> _TASK TO CARRY OUT_
How many lines of the data include the string "clone"? State the number and nothing else.

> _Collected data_
-- Opening Marker --

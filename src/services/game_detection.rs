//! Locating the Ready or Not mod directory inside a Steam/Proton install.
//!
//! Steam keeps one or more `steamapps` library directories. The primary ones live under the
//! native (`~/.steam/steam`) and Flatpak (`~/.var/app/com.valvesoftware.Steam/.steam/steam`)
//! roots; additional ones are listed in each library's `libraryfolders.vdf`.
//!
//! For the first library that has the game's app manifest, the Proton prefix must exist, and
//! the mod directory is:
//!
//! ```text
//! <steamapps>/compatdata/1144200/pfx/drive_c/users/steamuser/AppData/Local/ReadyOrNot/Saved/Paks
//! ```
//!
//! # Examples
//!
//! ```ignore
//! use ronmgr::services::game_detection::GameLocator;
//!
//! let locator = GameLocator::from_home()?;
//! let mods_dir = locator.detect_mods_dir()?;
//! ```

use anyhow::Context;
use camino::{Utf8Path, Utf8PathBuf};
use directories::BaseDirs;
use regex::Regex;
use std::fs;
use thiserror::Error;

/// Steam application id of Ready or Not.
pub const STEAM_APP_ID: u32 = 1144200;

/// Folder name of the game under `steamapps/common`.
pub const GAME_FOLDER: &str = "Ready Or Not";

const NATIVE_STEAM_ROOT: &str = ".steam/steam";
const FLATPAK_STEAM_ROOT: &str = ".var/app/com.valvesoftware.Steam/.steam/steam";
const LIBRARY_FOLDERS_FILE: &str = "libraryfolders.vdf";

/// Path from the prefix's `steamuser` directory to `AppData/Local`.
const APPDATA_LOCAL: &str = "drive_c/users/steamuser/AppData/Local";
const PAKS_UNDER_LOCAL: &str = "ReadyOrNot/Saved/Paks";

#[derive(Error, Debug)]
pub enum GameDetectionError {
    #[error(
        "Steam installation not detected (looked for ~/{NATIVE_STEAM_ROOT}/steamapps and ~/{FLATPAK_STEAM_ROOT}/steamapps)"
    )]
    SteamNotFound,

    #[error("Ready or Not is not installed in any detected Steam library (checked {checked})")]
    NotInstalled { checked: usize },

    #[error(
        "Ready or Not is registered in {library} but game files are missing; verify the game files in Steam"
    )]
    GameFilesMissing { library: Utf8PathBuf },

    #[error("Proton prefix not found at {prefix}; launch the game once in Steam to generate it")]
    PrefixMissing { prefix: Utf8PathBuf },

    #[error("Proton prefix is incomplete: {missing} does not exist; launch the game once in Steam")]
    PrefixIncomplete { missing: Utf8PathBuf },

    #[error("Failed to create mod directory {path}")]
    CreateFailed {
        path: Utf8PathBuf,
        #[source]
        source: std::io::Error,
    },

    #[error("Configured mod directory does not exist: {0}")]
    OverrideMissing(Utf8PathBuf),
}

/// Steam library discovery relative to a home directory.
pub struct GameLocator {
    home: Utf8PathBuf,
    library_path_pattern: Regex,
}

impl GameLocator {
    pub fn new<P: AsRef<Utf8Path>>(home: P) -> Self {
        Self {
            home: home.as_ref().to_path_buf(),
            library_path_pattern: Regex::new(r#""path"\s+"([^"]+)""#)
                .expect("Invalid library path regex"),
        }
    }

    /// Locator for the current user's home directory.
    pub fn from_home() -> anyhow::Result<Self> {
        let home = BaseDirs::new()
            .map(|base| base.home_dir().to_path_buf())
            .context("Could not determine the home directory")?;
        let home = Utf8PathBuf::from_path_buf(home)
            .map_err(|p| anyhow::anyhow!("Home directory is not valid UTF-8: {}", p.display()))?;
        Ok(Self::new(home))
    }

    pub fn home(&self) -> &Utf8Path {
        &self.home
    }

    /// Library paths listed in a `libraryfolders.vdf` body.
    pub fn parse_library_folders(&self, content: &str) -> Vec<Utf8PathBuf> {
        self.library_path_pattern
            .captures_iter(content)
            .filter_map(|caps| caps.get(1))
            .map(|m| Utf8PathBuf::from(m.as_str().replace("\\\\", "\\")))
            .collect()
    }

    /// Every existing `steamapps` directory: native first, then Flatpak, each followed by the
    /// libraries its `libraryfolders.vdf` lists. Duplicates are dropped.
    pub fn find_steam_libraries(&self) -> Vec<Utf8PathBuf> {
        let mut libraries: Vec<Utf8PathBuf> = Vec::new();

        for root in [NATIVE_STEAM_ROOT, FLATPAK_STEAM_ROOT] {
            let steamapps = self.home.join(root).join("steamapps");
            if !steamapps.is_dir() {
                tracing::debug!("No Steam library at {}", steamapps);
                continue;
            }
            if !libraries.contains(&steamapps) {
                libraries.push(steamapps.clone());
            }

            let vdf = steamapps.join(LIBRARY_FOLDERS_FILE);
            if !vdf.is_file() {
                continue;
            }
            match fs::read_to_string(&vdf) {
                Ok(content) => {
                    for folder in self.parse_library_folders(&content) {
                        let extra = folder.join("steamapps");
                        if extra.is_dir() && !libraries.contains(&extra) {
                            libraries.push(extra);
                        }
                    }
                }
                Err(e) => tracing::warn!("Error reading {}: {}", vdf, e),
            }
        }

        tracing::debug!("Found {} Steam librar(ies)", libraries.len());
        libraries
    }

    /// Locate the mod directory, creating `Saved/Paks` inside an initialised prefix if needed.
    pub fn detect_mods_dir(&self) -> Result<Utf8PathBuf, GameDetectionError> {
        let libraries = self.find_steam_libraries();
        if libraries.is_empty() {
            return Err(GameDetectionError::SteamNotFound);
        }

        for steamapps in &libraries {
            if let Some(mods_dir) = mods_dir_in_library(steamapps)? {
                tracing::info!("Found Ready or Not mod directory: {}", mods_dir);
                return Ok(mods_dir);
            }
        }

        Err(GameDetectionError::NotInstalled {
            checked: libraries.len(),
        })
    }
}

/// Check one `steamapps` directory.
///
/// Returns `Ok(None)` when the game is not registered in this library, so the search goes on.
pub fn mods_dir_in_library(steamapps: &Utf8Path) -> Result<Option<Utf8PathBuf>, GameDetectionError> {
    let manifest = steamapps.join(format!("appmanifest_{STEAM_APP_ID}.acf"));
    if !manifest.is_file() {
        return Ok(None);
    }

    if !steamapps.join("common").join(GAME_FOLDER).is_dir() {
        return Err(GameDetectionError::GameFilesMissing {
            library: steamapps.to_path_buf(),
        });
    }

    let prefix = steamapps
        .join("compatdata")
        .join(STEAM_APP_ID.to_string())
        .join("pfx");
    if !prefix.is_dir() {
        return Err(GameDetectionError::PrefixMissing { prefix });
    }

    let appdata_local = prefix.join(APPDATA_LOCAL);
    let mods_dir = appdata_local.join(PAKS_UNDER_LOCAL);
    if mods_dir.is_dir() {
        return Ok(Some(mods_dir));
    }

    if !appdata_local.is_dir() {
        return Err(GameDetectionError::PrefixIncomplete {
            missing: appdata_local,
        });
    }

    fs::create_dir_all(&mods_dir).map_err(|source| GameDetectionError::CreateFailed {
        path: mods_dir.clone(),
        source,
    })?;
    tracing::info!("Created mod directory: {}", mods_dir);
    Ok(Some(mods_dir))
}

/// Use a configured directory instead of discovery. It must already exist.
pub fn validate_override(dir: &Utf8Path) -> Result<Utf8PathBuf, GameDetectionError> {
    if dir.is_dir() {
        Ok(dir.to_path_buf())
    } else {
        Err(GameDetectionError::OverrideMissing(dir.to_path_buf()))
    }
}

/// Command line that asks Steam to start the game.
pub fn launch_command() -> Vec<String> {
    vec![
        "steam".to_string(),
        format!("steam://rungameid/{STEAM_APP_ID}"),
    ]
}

-- Closing Marker --

> _OUTPUT FOR THIS TASK_
2